===== Records supplied

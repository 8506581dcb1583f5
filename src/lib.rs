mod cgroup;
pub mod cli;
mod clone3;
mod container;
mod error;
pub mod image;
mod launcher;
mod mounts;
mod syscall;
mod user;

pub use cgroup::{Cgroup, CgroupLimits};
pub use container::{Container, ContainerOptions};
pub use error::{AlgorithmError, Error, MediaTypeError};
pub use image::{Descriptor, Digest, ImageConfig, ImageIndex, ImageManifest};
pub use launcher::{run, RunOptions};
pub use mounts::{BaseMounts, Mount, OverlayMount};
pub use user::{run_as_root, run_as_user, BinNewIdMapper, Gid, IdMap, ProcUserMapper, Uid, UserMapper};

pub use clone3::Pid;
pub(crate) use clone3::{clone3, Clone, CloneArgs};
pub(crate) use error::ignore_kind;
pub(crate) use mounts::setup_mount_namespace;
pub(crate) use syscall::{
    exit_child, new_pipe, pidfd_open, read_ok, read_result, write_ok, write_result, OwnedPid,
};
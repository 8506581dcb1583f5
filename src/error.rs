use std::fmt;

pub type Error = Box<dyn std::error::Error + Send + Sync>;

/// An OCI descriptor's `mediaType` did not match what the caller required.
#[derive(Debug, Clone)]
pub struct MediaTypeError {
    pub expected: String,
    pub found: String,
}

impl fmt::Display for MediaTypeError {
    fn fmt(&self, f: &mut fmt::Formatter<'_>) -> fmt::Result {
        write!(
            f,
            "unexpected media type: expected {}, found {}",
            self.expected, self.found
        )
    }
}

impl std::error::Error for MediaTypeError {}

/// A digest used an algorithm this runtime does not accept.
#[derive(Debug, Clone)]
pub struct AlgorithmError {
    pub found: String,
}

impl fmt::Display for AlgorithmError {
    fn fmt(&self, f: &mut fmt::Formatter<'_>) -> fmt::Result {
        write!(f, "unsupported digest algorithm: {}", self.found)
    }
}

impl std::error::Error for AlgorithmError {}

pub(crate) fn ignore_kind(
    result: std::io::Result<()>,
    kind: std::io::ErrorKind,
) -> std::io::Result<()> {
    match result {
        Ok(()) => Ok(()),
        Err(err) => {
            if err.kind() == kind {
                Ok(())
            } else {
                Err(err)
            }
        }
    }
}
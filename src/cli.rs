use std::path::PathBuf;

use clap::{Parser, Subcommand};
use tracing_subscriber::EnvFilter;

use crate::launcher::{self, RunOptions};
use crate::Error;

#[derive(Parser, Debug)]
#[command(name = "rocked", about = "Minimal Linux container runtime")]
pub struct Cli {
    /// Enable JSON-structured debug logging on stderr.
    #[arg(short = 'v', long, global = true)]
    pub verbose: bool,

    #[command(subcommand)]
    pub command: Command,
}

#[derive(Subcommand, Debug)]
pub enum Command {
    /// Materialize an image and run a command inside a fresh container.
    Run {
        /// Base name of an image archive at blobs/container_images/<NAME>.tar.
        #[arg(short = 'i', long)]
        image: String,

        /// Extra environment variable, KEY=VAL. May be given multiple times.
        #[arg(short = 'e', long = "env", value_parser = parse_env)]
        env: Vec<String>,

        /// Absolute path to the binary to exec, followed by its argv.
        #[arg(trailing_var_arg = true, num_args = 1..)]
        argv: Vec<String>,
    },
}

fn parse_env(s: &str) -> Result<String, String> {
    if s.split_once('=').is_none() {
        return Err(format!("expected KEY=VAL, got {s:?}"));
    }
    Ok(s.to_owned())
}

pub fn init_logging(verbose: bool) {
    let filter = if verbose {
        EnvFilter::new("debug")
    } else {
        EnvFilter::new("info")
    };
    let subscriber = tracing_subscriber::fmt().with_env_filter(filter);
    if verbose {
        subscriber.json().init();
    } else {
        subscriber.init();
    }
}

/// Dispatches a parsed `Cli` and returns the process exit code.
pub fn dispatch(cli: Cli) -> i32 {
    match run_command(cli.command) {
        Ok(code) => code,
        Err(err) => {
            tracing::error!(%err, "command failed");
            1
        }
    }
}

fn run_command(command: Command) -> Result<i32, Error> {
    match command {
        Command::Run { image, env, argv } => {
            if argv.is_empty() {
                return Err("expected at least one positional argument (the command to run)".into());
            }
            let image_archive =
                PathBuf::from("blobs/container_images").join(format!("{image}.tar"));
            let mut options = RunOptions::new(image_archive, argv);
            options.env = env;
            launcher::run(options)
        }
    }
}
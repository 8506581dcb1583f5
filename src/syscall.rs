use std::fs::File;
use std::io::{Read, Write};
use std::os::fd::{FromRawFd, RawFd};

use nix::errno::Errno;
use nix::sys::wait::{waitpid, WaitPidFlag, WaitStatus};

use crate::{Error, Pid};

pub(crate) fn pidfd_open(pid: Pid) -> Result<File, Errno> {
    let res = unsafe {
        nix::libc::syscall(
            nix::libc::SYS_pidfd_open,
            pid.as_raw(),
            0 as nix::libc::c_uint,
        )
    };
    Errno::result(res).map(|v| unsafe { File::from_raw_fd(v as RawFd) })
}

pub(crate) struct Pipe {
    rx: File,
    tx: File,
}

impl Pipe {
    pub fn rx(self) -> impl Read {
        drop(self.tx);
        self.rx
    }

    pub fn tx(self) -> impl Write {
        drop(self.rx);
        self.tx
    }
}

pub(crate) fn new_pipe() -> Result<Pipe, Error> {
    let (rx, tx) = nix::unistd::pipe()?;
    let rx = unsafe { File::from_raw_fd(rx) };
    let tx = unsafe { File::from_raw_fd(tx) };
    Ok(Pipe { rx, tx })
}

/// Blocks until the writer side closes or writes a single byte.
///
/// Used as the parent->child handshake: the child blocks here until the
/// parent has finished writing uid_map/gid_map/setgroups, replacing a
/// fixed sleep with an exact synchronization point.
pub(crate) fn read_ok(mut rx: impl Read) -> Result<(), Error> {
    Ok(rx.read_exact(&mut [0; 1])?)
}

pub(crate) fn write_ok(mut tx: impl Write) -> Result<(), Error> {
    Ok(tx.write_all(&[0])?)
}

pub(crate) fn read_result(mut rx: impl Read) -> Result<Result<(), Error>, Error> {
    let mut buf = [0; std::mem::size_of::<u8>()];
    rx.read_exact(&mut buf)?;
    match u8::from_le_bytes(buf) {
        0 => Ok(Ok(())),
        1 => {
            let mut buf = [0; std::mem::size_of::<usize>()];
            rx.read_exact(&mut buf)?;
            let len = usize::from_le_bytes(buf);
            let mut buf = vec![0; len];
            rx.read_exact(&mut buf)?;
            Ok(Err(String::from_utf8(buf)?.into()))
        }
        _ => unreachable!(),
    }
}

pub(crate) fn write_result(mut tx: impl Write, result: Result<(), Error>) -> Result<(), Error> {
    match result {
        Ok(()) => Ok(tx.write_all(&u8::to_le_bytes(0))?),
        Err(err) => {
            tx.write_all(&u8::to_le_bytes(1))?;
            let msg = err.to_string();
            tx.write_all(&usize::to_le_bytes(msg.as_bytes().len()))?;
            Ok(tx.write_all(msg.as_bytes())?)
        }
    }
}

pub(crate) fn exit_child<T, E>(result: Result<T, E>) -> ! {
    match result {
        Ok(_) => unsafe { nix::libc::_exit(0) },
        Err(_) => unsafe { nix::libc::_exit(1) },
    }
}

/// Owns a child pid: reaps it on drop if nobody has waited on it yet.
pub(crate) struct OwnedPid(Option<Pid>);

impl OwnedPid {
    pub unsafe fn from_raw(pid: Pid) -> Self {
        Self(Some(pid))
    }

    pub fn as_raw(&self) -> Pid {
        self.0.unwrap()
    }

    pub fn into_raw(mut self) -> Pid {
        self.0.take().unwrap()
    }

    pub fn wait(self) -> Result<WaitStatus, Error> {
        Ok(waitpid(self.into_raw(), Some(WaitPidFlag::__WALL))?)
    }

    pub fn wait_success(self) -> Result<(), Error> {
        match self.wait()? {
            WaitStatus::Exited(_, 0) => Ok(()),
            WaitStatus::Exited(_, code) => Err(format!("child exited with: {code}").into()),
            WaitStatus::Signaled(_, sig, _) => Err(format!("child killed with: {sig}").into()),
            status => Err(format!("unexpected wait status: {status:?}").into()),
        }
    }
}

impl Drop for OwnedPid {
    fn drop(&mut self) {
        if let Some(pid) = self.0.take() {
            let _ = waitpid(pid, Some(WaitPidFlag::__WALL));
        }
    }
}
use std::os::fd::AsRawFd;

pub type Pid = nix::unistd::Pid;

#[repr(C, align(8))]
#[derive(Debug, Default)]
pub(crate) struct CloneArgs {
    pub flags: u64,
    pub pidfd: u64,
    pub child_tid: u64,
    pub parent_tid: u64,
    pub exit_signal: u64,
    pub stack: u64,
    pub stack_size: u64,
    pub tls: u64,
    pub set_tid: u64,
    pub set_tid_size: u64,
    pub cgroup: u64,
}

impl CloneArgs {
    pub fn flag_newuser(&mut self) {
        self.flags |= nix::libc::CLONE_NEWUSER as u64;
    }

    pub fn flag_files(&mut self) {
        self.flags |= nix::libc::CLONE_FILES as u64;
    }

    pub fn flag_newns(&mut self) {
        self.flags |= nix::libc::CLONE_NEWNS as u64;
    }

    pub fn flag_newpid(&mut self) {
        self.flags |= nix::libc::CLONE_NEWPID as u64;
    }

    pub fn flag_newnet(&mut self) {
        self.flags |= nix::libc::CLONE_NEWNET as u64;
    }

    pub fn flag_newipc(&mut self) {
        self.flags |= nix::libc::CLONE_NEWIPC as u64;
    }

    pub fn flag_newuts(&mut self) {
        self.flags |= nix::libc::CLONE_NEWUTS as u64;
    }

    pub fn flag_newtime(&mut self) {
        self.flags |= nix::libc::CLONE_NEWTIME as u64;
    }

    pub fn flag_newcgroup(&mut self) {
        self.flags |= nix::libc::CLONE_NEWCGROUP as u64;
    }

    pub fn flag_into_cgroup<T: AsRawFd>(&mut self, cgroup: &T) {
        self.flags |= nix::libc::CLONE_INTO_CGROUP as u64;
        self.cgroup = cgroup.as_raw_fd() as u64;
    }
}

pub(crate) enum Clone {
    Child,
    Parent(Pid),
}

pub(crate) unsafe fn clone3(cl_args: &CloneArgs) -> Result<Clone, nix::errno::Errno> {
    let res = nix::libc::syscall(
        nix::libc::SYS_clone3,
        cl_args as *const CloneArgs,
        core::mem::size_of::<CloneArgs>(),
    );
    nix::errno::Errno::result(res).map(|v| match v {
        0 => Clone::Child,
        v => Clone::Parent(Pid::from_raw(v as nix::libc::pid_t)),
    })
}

==========

Assignment:
Considering only the material above, set down every line from the one with "#[derive(Debug, Default)]" to the one with "pub fn flag_newtime(&mut", inclusive, exactly as written.

Solution:
#[derive(Debug, Default)]
pub(crate) struct CloneArgs {
    pub flags: u64,
    pub pidfd: u64,
    pub child_tid: u64,
    pub parent_tid: u64,
    pub exit_signal: u64,
    pub stack: u64,
    pub stack_size: u64,
    pub tls: u64,
    pub set_tid: u64,
    pub set_tid_size: u64,
    pub cgroup: u64,
}

impl CloneArgs {
    pub fn flag_newuser(&mut self) {
        self.flags |= nix::libc::CLONE_NEWUSER as u64;
    }

    pub fn flag_files(&mut self) {
        self.flags |= nix::libc::CLONE_FILES as u64;
    }

    pub fn flag_newns(&mut self) {
        self.flags |= nix::libc::CLONE_NEWNS as u64;
    }

    pub fn flag_newpid(&mut self) {
        self.flags |= nix::libc::CLONE_NEWPID as u64;
    }

    pub fn flag_newnet(&mut self) {
        self.flags |= nix::libc::CLONE_NEWNET as u64;
    }

    pub fn flag_newipc(&mut self) {
        self.flags |= nix::libc::CLONE_NEWIPC as u64;
    }

    pub fn flag_newuts(&mut self) {
        self.flags |= nix::libc::CLONE_NEWUTS as u64;
    }

    pub fn flag_newtime(&mut self) {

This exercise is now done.